Fuchsman notes that Stern was inspired by seeing the effects of gaslighting in her own patients. In his review, Fuchsman notes that in the book, Stern focusses on what she calls the "gaslight epidemic", a phenomenon she describes as partly due to the changing roles for women, particularly strong and smart women, and where men and women find it difficult "to disentangle themselves from employers, family members, spouses and friends who are clearly manipulative and cruel".

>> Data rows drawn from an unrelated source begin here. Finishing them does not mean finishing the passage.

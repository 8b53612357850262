//! Transaction-related types for the sync engine
//!
//! This module defines the records delivered by the three remote feeds, the
//! composite key that identifies card and linked-account records, and the
//! extended (enrichment) payload that linked-account records may carry.

use chrono::{DateTime, FixedOffset};
use rust_decimal::Decimal;
use serde::{Deserialize, Serialize};
use std::fmt;

use super::error::SyncError;

/// Monetary amount with its currency code
///
/// The card and linked-account feeds name the numeric field `amount`, the
/// account-history feed names it `value`; both deserialize into this type.
#[derive(Debug, Clone, Default, PartialEq, Eq, Serialize, Deserialize)]
pub struct Amount {
    /// ISO currency code as reported by the remote system
    #[serde(default)]
    pub currency: String,

    /// Exact decimal value (never a float)
    #[serde(alias = "amount")]
    pub value: Decimal,
}

impl Amount {
    pub fn new(currency: impl Into<String>, value: Decimal) -> Self {
        Self {
            currency: currency.into(),
            value,
        }
    }

    /// Key used to bucket records of equal amount
    ///
    /// The decimal is normalized so that `500` and `500.00` share a bucket.
    pub fn bucket_key(&self) -> (String, Decimal) {
        (self.currency.clone(), self.value.normalize())
    }
}

/// Composite identity of a card or linked-account transaction
///
/// The remote system reuses an `id` across lifecycle states (a pending hold
/// and its settlement, for example) with different operation dates, so the
/// pair is the natural key.
#[derive(Debug, Clone, PartialEq, Eq, Hash, PartialOrd, Ord)]
pub struct TxnKey {
    pub id: String,
    pub operation_date: String,
}

impl TxnKey {
    pub fn new(id: impl Into<String>, operation_date: impl Into<String>) -> Self {
        Self {
            id: id.into(),
            operation_date: operation_date.into(),
        }
    }
}

impl fmt::Display for TxnKey {
    fn fmt(&self, f: &mut fmt::Formatter<'_>) -> fmt::Result {
        write!(f, "{}|{}", self.id, self.operation_date)
    }
}

/// Classification of a card or linked-account transaction
///
/// Parsed from the free-form `transactionType` string. Strings that do not
/// name a known classification are kept verbatim in [`TransactionKind::Other`].
#[derive(Debug, Clone, PartialEq, Eq, Hash, Serialize, Deserialize)]
#[serde(from = "String", into = "String")]
pub enum TransactionKind {
    /// Card settlement mirrored into the linked account (delayed timestamp)
    Card,
    TransferToCard,
    TransferLocal,
    Exchange,
    CashOut,
    TransferBetweenOwnAccounts,
    Other(String),
}

impl TransactionKind {
    pub fn parse(value: &str) -> Self {
        match value {
            "card" => Self::Card,
            "transfer:to-card" => Self::TransferToCard,
            "transfer:local" => Self::TransferLocal,
            "exchange" => Self::Exchange,
            "cash-out" => Self::CashOut,
            "transfer:between-own-accounts" => Self::TransferBetweenOwnAccounts,
            other => Self::Other(other.to_string()),
        }
    }

    pub fn as_str(&self) -> &str {
        match self {
            Self::Card => "card",
            Self::TransferToCard => "transfer:to-card",
            Self::TransferLocal => "transfer:local",
            Self::Exchange => "exchange",
            Self::CashOut => "cash-out",
            Self::TransferBetweenOwnAccounts => "transfer:between-own-accounts",
            Self::Other(value) => value,
        }
    }
}

impl From<String> for TransactionKind {
    fn from(value: String) -> Self {
        Self::parse(&value)
    }
}

impl From<TransactionKind> for String {
    fn from(kind: TransactionKind) -> Self {
        kind.as_str().to_string()
    }
}

/// Resolved details of a linked-account transaction
///
/// Populated by the enrichment step from a per-transaction detail lookup.
#[derive(Debug, Clone, Default, PartialEq, Eq, Serialize, Deserialize)]
#[serde(rename_all = "camelCase")]
pub struct ExtendedInfo {
    pub beneficiary_name: String,
    pub beneficiary_address: String,
    pub credit_account_number: String,
    #[serde(default, skip_serializing_if = "Option::is_none")]
    pub card_masked_number: Option<String>,
    #[serde(default, skip_serializing_if = "Option::is_none")]
    pub operation_id: Option<String>,
    /// Nested SWIFT-style detail object, serialized as JSON text
    #[serde(default, skip_serializing_if = "Option::is_none")]
    pub swift_details: Option<String>,
}

impl ExtendedInfo {
    /// Build the persisted form of a detail lookup result
    ///
    /// # Arguments
    ///
    /// * `id` - Transaction id the detail belongs to (used for error context)
    /// * `detail` - The raw payload returned by the feed
    ///
    /// # Returns
    ///
    /// * `Ok(ExtendedInfo)` - With empty optional fields mapped to `None`
    /// * `Err(SyncError::Encode)` - If the nested detail object cannot be serialized
    pub fn from_detail(id: &str, detail: TransactionDetail) -> Result<Self, SyncError> {
        let (card_masked_number, operation_id) = match detail.additional_info {
            Some(info) => (
                info.card_masked_number.filter(|s| !s.is_empty()),
                info.processed_operation_id.filter(|s| !s.is_empty()),
            ),
            None => (None, None),
        };

        let swift_details = detail
            .transaction_swift_details
            .map(|value| serde_json::to_string(&value))
            .transpose()
            .map_err(|e| SyncError::encode(id, &e.to_string()))?;

        Ok(Self {
            beneficiary_name: detail.beneficiary_name,
            beneficiary_address: detail.beneficiary_address,
            credit_account_number: detail.credit_account_number,
            card_masked_number,
            operation_id,
            swift_details,
        })
    }
}

/// Enrichment state of a linked-account transaction
///
/// A record moves from `NotFetched` to `Fetched` at most once. A fetched
/// record with an empty beneficiary name is still distinguishable from one
/// that was never enriched.
#[derive(Debug, Clone, Default, PartialEq, Eq, Serialize, Deserialize)]
#[serde(from = "Option<ExtendedInfo>", into = "Option<ExtendedInfo>")]
pub enum Enrichment {
    #[default]
    NotFetched,
    Fetched(ExtendedInfo),
}

impl Enrichment {
    pub fn is_not_fetched(&self) -> bool {
        matches!(self, Enrichment::NotFetched)
    }

    pub fn info(&self) -> Option<&ExtendedInfo> {
        match self {
            Enrichment::Fetched(info) => Some(info),
            Enrichment::NotFetched => None,
        }
    }
}

impl From<Option<ExtendedInfo>> for Enrichment {
    fn from(value: Option<ExtendedInfo>) -> Self {
        match value {
            Some(info) => Enrichment::Fetched(info),
            None => Enrichment::NotFetched,
        }
    }
}

impl From<Enrichment> for Option<ExtendedInfo> {
    fn from(value: Enrichment) -> Self {
        match value {
            Enrichment::Fetched(info) => Some(info),
            Enrichment::NotFetched => None,
        }
    }
}

/// Card-feed or linked-account-feed transaction
///
/// Both feeds share this shape. Everything except `extended` is immutable
/// once the record is persisted.
#[derive(Debug, Clone, Default, PartialEq, Serialize, Deserialize)]
#[serde(rename_all = "camelCase", default)]
pub struct TransactionRecord {
    /// Remote-assigned id (not unique on its own, see [`TxnKey`])
    pub id: String,

    /// Free-form classification string, see [`TransactionKind`]
    pub transaction_type: String,

    pub accounting_type: String,
    pub state: String,
    pub amount: Amount,
    pub correspondent_account_number: String,
    pub correspondent_account_name: String,
    pub details: String,

    /// ISO-8601 timestamp on the remote clock
    pub operation_date: String,

    pub workflow_code: String,
    pub date: String,
    pub year: String,
    pub month: String,

    #[serde(skip_serializing_if = "Enrichment::is_not_fetched")]
    pub extended: Enrichment,
}

impl TransactionRecord {
    pub fn key(&self) -> TxnKey {
        TxnKey::new(self.id.clone(), self.operation_date.clone())
    }

    pub fn kind(&self) -> TransactionKind {
        TransactionKind::parse(&self.transaction_type)
    }

    /// Parse `operation_date` as RFC 3339
    ///
    /// Returns `None` for anything that does not parse; callers decide how
    /// to degrade.
    pub fn parsed_operation_date(&self) -> Option<DateTime<FixedOffset>> {
        DateTime::parse_from_rfc3339(&self.operation_date).ok()
    }
}

/// Optional sub-object of a detail lookup
#[derive(Debug, Clone, Default, PartialEq, Serialize, Deserialize)]
#[serde(rename_all = "camelCase", default)]
pub struct AdditionalInfo {
    pub card_masked_number: Option<String>,
    pub processed_operation_id: Option<String>,
}

/// Raw result of a per-transaction detail lookup
#[derive(Debug, Clone, Default, PartialEq, Serialize, Deserialize)]
#[serde(rename_all = "camelCase", default)]
pub struct TransactionDetail {
    pub beneficiary_name: String,
    pub beneficiary_address: String,
    pub credit_account_number: String,
    pub additional_info: Option<AdditionalInfo>,
    pub transaction_swift_details: Option<serde_json::Value>,
}

/// Direction of money flow for an account-history record
#[derive(Debug, Clone, Copy, PartialEq, Eq, Serialize, Deserialize)]
#[serde(rename_all = "UPPERCASE")]
pub enum FlowDirection {
    Inbound,
    Outbound,
}

impl FlowDirection {
    pub fn as_str(&self) -> &'static str {
        match self {
            FlowDirection::Inbound => "INBOUND",
            FlowDirection::Outbound => "OUTBOUND",
        }
    }

    pub fn parse(value: &str) -> Option<Self> {
        match value {
            "INBOUND" => Some(FlowDirection::Inbound),
            "OUTBOUND" => Some(FlowDirection::Outbound),
            _ => None,
        }
    }
}

/// Account-history transaction
///
/// Unlike card records, `id` is unique per product so no composite key is
/// needed.
#[derive(Debug, Clone, PartialEq, Serialize, Deserialize)]
#[serde(rename_all = "camelCase")]
pub struct AccountTransactionRecord {
    pub id: String,
    #[serde(default)]
    pub transaction_id: String,
    #[serde(default)]
    pub operation_id: String,
    #[serde(default)]
    pub status: String,
    #[serde(default)]
    pub transaction_type: String,
    #[serde(default)]
    pub workflow_code: String,
    pub flow_direction: FlowDirection,

    /// Epoch milliseconds
    #[serde(default)]
    pub transaction_date: i64,
    /// Epoch milliseconds
    #[serde(default)]
    pub settled_date: i64,

    #[serde(default)]
    pub date: String,
    #[serde(default)]
    pub month: String,
    #[serde(default)]
    pub year: String,
    #[serde(default)]
    pub debit_account_number: String,
    #[serde(default)]
    pub credit_account_number: String,
    #[serde(default)]
    pub beneficiary_name: String,
    #[serde(default)]
    pub details: String,
    #[serde(default)]
    pub source_system: String,

    /// Amount as transacted
    #[serde(default)]
    pub transaction_amount: Amount,
    /// Amount as settled
    #[serde(default)]
    pub settled_amount: Amount,
    /// Amount in domestic currency
    #[serde(default)]
    pub domestic_amount: Amount,
}

impl AccountTransactionRecord {
    /// Minimal record with the given id, direction and timestamp
    pub fn new(
        id: impl Into<String>,
        flow_direction: FlowDirection,
        transaction_date: i64,
    ) -> Self {
        Self {
            id: id.into(),
            transaction_id: String::new(),
            operation_id: String::new(),
            status: String::new(),
            transaction_type: String::new(),
            workflow_code: String::new(),
            flow_direction,
            transaction_date,
            settled_date: 0,
            date: String::new(),
            month: String::new(),
            year: String::new(),
            debit_account_number: String::new(),
            credit_account_number: String::new(),
            beneficiary_name: String::new(),
            details: String::new(),
            source_system: String::new(),
            transaction_amount: Amount::default(),
            settled_amount: Amount::default(),
            domestic_amount: Amount::default(),
        }
    }
}

/// One page of the account-history feed
#[derive(Debug, Clone, Default, PartialEq, Serialize, Deserialize)]
#[serde(rename_all = "camelCase")]
pub struct AccountPage {
    pub transactions: Vec<AccountTransactionRecord>,
    /// Continuation flag reported by the feed
    pub has_next: bool,
}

Sweet noted that almost all the case studies in the book involve a male gaslighter and corresponding female gaslightee, despite Stern's claim that gaslighting is gender-neutral, therefore overlooking the fact that in Sweet's opinion gaslighting is primarily a sociological phenomenon enabled by "gender-based structural conditions" in society. Cynthia A. Stark "identif[ied] gaslighting with manipulative behavior, regardless of whether it is successful". In response to Stern's addition of the role of gaslighting in politics in the second edition, Fuchsman agrees that Stern's writing of "Trump as a model of a gaslighter is appropriate", whereas Sweet writes that "analyses that suggest Trump is gaslighting America go too far". Fuchsman correlates Stern's explanation of gaslighting to the 1964 Gulf of Tonkin incident, George W. Bush and the alleged weapons of mass destruction in 2001, and the first year of Donald Trump's presidency.

The Jewish Women International noted the book to be one of the first to explore gaslighting for a general audience. Journalist Ariel S. Leve quoted Stern in her article in The Guardian that "gaslighting over time leads to somebody experiencing the gaslight effect. Someone can try to gaslight you, but it can't happen unless you allow it." A summary of the book appeared in O, The Oprah Magazine.